Dopo i primi attacchi contro le guarnigioni governative e gruppi di soldati, il governo ha reagito come ha sempre fatto in altre parti del paese: armando le milizie arabe e colpendo indiscriminatamente la popolazione. Lo stesso motivo che aveva portato i Fur sul sentiero di guerra - la trattativa di pace - spingeva il governo a chiudere la crisi manu militari nel più breve tempo possibile. Non aveva alcuna intenzione di aprire un ennesimo fronte di trattativa, coinvolgendo una parte del paese che si trova peraltro molto al di qua della linea che divide il nord dal sud.

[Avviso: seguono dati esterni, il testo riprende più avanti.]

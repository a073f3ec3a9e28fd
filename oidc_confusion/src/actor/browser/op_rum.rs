use std::sync::Arc;

use async_trait::async_trait;

use crate::actor::behavior::BrowserBehavior;
use crate::actor::env::ActorEnv;
use crate::actor::errors::ActorError;
use crate::context::keys::params::SCRIPT_EXEC_EXCEPTION_FAILS_TEST;
use crate::context::keys::{
    BROWSER_FINISHED, LAST_BROWSER_URL, REDIRECT_URI_MANIPULATOR, RP_HONEST_REDIRECT_URI,
    RP_RESULT,
};
use crate::types::Role;
use crate::verdict::Verdict;

use super::driver::DriverFactory;
use super::op_login::{UserLogin, run_user_auth};
use super::session::BrowserSession;

/// Logs the first user in through an RP that sent a manipulated
/// `redirect_uri`. A code or token that lands on the unreachable
/// manipulated URI is handed to the honest RP's real callback.
pub struct OpRumBrowser {
    session: Arc<BrowserSession>,
}

impl OpRumBrowser {
    pub fn new(env: ActorEnv, factory: Arc<dyn DriverFactory>) -> Self {
        Self {
            session: BrowserSession::new(env, factory),
        }
    }
}

/// Start of the query or fragment of `url` when it carries an
/// authentication response.
fn response_start(url: &str) -> Option<usize> {
    let start = url.find(['?', '#'])?;
    let carries_response = ["code=", "token=", "id_token="].iter().any(|name| {
        url.match_indices(name)
            .any(|(i, _)| i > 0 && matches!(url.as_bytes()[i - 1], b'?' | b'&' | b'#'))
    });
    carries_response.then_some(start)
}

#[async_trait]
impl BrowserBehavior for OpRumBrowser {
    async fn run(&self) -> Result<Verdict, ActorError> {
        let session = &self.session;
        let step = &session.env.step;
        let config = session.env.op_config()?;
        let on_script_error = session
            .env
            .params
            .bool(SCRIPT_EXEC_EXCEPTION_FAILS_TEST)
            .then_some(Verdict::Fail);

        let driver = session.fresh_driver().await?;
        let verdict = run_user_auth(
            session,
            driver.as_ref(),
            UserLogin {
                rp: Role::Honest,
                username: &config.user1_name,
                password: &config.user1_pass,
                on_script_error,
                on_timeout: Verdict::Pass,
            },
        )
        .await?;
        let answered = step.get(RP_RESULT).is_some_and(|result| result.is_settled());
        if answered || verdict != Verdict::Pass {
            return Ok(verdict);
        }

        let final_url = step.get(LAST_BROWSER_URL).unwrap_or_default();
        if step.get(REDIRECT_URI_MANIPULATOR).is_some() {
            session.log("Redirect to manipulated redirect_uri detected.");
        }
        let Some(start) = response_start(&final_url) else {
            session.log("Authentication failed, assuming test passed.");
            return Ok(Verdict::Pass);
        };

        session.log("Tokens or code found in the manipulated callback URI.");
        let forward = format!(
            "{}{}",
            step.require(RP_HONEST_REDIRECT_URI)?,
            &final_url[start..]
        );
        let finished = step.fresh_barrier(BROWSER_FINISHED);
        let result = step.fresh_barrier(RP_RESULT);
        session.log(format!("Forwarding the response to '{forward}'."));
        driver.open(&forward).await?;
        session.wait_ready(driver.as_ref()).await;
        step.insert(LAST_BROWSER_URL, forward);
        finished.complete(());

        match result.wait(session.env.timeouts.medium).await {
            Ok(verdict) => Ok(verdict),
            Err(e) => {
                session.log(format!("No result from the RP: {e}"));
                Ok(Verdict::Pass)
            }
        }
    }

    async fn quit(&self) {
        self.session.quit_all().await
    }
}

Così stavano le cose fino a queste ultime settimane. Poi, in cambio forse dell´assicurazione che il Darfur non sarebbe mai arrivato sul tavolo del negoziato in Kenya, il governo ha accettato un cessate il fuoco. Proprio ieri avrebbe dovuto incontrare gli emissari dei due movimenti in Ciad, in presenza di un rappresentante dell´Unione africana. Ma non è chiaro se gli uomini dello Slm e del Jem si siano davvero presentati, perché non si fidano del governo del Ciad, che sanno molto vicino alle posizioni di quello sudanese.

Poi Khartoum si è piegata alle reiterate richieste dell´Onu, consentendo la visita in Darfur di una missione del Programma alimentare mondiale. Ha dovuto ammettere anche gli osservatori dell´Unione africana. Questi dovrebbero però arrivare sul posto la prossima settimana: ancora non sono lì. A fronte di queste concessioni, una vittoria diplomatica. La Commissione Onu per i diritti umani ha votato l´altro ieri a Ginevra una risoluzione che esprime «preoccupazione» per la situazione in Darfur. Ha però evitato accuratamente di condannare il regime sudanese e di usare l´espressione «pulizia etnica», come chiedeva a gran voce il rappresentante degli Stati Uniti.